> _What needs to be done_
Every line of the data below that holds the string "expected" needs to be reported.

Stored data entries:
------------------------------------

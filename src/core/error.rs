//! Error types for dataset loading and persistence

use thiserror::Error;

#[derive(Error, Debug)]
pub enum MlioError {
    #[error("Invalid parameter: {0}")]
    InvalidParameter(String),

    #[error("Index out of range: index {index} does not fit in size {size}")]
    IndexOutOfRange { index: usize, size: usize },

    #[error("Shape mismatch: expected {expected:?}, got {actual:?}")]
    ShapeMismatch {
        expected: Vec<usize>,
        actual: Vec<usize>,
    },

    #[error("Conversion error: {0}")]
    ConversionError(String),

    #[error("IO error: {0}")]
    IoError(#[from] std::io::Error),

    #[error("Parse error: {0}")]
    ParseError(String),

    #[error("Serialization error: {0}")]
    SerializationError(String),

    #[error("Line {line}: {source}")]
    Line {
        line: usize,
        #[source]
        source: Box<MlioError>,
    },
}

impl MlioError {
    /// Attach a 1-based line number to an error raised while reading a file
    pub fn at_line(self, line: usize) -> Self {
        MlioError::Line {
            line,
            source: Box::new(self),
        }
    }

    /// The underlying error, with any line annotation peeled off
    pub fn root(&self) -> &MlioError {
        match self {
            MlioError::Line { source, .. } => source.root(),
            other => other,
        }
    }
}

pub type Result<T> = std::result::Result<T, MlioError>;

------------------------------------

> _Problem solution_
    #[error("Shape mismatch: expected {expected:?}, got {actual:?}")]
        expected: Vec<usize>,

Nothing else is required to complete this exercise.